Kanalbrücke über die Lippe bei DEK-km 23,236

Veranlassung für die Baumaßnahme

Im Rahmen des Ausbaus des Dortmund-Ems-Kanals (DEK) für die Wasserstraßenklasse Vb wird die vorhandene Kanalbrücke über die Lippe bei DEK-km 23,236N ersetzt.

Das alte Bauwerk [Bild 1] wurde in den Jahren 1930 bis 1932 erstellt. Es bestand aus drei hintereinander angeordneten Stahltrögen mit Rechteckquerschnitt und hatte eine Durchfahrtsbreite von 30,00 m bei einer Wassertiefe von 3,50 m. Breite und Wassertiefe entsprachen nicht mehr den gültigen Ausbaurichtlinien für den Begegnungsverkehr von Großmotorgüterschiffen und Schubverbänden.
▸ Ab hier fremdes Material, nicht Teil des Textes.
pub mod config;
pub mod context;
pub mod db;
pub mod error;
pub mod handlers;
pub mod models;
pub mod repositories;
pub mod services;

// Make test_utils available for both unit tests and integration tests
pub mod test_utils;

use std::sync::Arc;

#[derive(Clone)]
pub struct AppState {
    pub registration_service: Arc<services::registration_service::RegistrationService>,
    pub pool: sqlx::SqlitePool,
}
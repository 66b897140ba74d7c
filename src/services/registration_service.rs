use crate::config::{ConfigError, RegistrationConfig};
use crate::context::RequestContext;
use crate::models::{RegistrationToken, User};
use crate::repositories::token_repository::RegistrationTokenRepository;
use crate::repositories::user_repository::{RepositoryError, UserRepository};
use crate::services::email_service::{EmailError, EmailService};
use crate::services::mail_template::{self, TemplateError};
use chrono::{Duration, Utc};
use rand::Rng;
use std::sync::Arc;

#[derive(Debug, thiserror::Error)]
pub enum RegistrationError {
    #[error("Configuration error: {0}")]
    Configuration(String),
    #[error("Failed to decode activation URI: {0}")]
    Encoding(#[from] std::string::FromUtf8Error),
    #[error("Mail delivery failed: {0}")]
    MailDelivery(#[from] EmailError),
    #[error("Token not found or expired")]
    TokenNotFound,
    #[error("User not found")]
    UserNotFound,
    #[error("Persistence error: {0}")]
    Persistence(#[from] RepositoryError),
}

impl From<ConfigError> for RegistrationError {
    fn from(err: ConfigError) -> Self {
        RegistrationError::Configuration(err.to_string())
    }
}

impl From<TemplateError> for RegistrationError {
    fn from(err: TemplateError) -> Self {
        RegistrationError::Configuration(err.to_string())
    }
}

/// Issues time-limited registration tokens, mails the activation link and
/// removes tokens once activation completes.
pub struct RegistrationService {
    config: RegistrationConfig,
    tokens: Arc<dyn RegistrationTokenRepository>,
    users: Arc<dyn UserRepository>,
    email_service: Box<dyn EmailService>,
}

impl RegistrationService {
    pub fn new(
        config: RegistrationConfig,
        tokens: Arc<dyn RegistrationTokenRepository>,
        users: Arc<dyn UserRepository>,
        email_service: Box<dyn EmailService>,
    ) -> Self {
        Self {
            config,
            tokens,
            users,
            email_service,
        }
    }

    fn generate_token() -> String {
        let mut rng = rand::thread_rng();
        let bytes: Vec<u8> = (0..32).map(|_| rng.gen()).collect();
        hex::encode(bytes)
    }

    /// Issues a token for the user and mails them the activation link built
    /// against the request's base URI. Nothing is handed to the mail
    /// collaborator unless token issuance, URI construction and template
    /// rendering all succeed.
    pub async fn send_registration_activation_mail(
        &self,
        ctx: &RequestContext,
        user: &User,
    ) -> Result<(), RegistrationError> {
        let token = self.get_valid_token_for_user(user.id).await?;

        let activation_uri = self.build_activation_uri(ctx, &token.token);
        let decoded_uri = urlencoding::decode(&activation_uri)?;

        let body = mail_template::render_activation_body(&self.config.mail_template, &decoded_uri)?;

        tracing::debug!("Created activation URI for user {}: {}", user.id, activation_uri);

        self.email_service
            .send_activation_mail(&user.email, &self.config.mail_subject, &body)
            .await?;

        tracing::info!("Activation mail sent to {}", user.email);

        Ok(())
    }

    /// Returns the user's token, reusing an unexpired one and replacing an
    /// expired one, so at most one active token exists per user.
    pub async fn get_valid_token_for_user(
        &self,
        user_id: i64,
    ) -> Result<RegistrationToken, RegistrationError> {
        if let Some(existing) = self.tokens.find_by_user(user_id).await? {
            if !existing.is_expired() {
                return Ok(existing);
            }
            self.tokens.delete(&existing.token).await?;
        }

        let token = Self::generate_token();
        let expires_at =
            (Utc::now() + Duration::minutes(self.config.token_expiration_minutes)).to_rfc3339();

        Ok(self.tokens.insert(user_id, &token, &expires_at).await?)
    }

    fn build_activation_uri(&self, ctx: &RequestContext, token: &str) -> String {
        format!(
            "{}{}?token={}",
            ctx.base_uri(),
            self.config.account_activation_path,
            token
        )
    }

    /// Looks up a token by value. Expired rows are removed on discovery and
    /// reported as not found.
    pub async fn find_valid_token(
        &self,
        token_value: &str,
    ) -> Result<RegistrationToken, RegistrationError> {
        let token = self
            .tokens
            .find_by_token(token_value)
            .await?
            .ok_or(RegistrationError::TokenNotFound)?;

        if token.is_expired() {
            self.tokens.delete(&token.token).await?;
            return Err(RegistrationError::TokenNotFound);
        }

        Ok(token)
    }

    /// Validates the token, marks the owning user's email verified and
    /// deletes the token.
    pub async fn activate(&self, token_value: &str) -> Result<User, RegistrationError> {
        let token = self.find_valid_token(token_value).await?;

        let user = self
            .users
            .find_by_id(token.user_id)
            .await?
            .ok_or(RegistrationError::UserNotFound)?;

        self.users.verify_email(user.id).await?;
        self.delete_token_after_activation(&token).await?;

        tracing::info!("Account activated for {}", user.email);

        Ok(User {
            email_verified: true,
            ..user
        })
    }

    /// Deletes the token record. Performs no expiration or ownership check:
    /// callers must only invoke this after the account has been activated,
    /// and are responsible for any authorization.
    pub async fn delete_token_after_activation(
        &self,
        token: &RegistrationToken,
    ) -> Result<(), RegistrationError> {
        self.tokens.delete(&token.token).await?;
        tracing::trace!("Registration token for user {} deleted", token.user_id);
        Ok(())
    }

    pub async fn find_user_by_email(&self, email: &str) -> Result<Option<User>, RegistrationError> {
        Ok(self.users.find_by_email(email).await?)
    }

    /// Creates an unverified user row. Loses a concurrent create race
    /// gracefully by returning the row the winner inserted.
    pub async fn create_user(&self, email: &str) -> Result<User, RegistrationError> {
        match self.users.create_user(email).await {
            Ok(user) => Ok(user),
            Err(RepositoryError::AlreadyExists) => self
                .users
                .find_by_email(email)
                .await?
                .ok_or(RegistrationError::UserNotFound),
            Err(e) => Err(e.into()),
        }
    }
}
Alte Kanalbrücke über die Lippe

Alte Kanalbrücke über die Lippe

Neue Kanalbrücke Lippe

Die neue Kanalbrücke besteht aus zwei parallel angeordneten Stahltrögen über die Lippe und wird als Doppeltrogbrücke bezeichnet. Innerhalb der Tröge ist eine Fahrrinnenbreite von 26,00 m vorhanden. Die Wassertiefe beträgt 4 m bezogen auf den unteren Grenzwasserstand des Kanals. Statisch wirken die beiden Überbauten jeweils als dreifeldriger Durchlaufträger. Die Mittelfelder haben Stützweiten von 24,80 m, die Seitenfelder von 24,00 m. An den Seiten der Tröge werden Betriebswege angebracht. Zum Schutz gegen Schiffsanprall werden die Stahlüberbauten mit Leitwerken ausgestattet. Für die Eisfreiheit im Bereich der Leitwerke sorgen Tauchmotorrührwerke, die das Wasser umwälzen.

Kenndaten Kanalbrücke
Wassertiefe 4,0 m
Fahrrinnenbreite je 26,00 m
Brückenlänge 74,40 m
Wasserlast je Trog 9.800 t
Bodenbewegungen 170.000 m³
Spundbohlen 18.000 m²/ca. 3600 t
Stahlbeton 24.000 m³
Stahlüberbau je Trog 1.500 t

Bauablauf für den Neubau der Kanalbrücke Lippe

Für den Neubau der Kanalbrücke Lippe ist es nicht möglich die Schifffahrt auf dem Dortmund-Ems-Kanal während der gesamten Bauzeit zu sperren. Aus diesem Grund ist es notwendig vor dem Rückbau der alten Kanalbrücke den östlichen Trog der neuen Kanalbrücke zu erstellen und für die Schifffahrt frei zu geben. Danach kann das alte Bestandsbauwerk abgebrochen werden und der Neubau des westlichen Troges erfolgen.

Herstellung Trog 1

Herstellung Trog 1

Mit dem Neubau des östlichen Troges wurde im April 2004 begonnen [Bild 2]. Nach der Fertigstellung im Juli 2006 konnte dieser im Oktober 2006 für die Schifffahrt freigegeben werden.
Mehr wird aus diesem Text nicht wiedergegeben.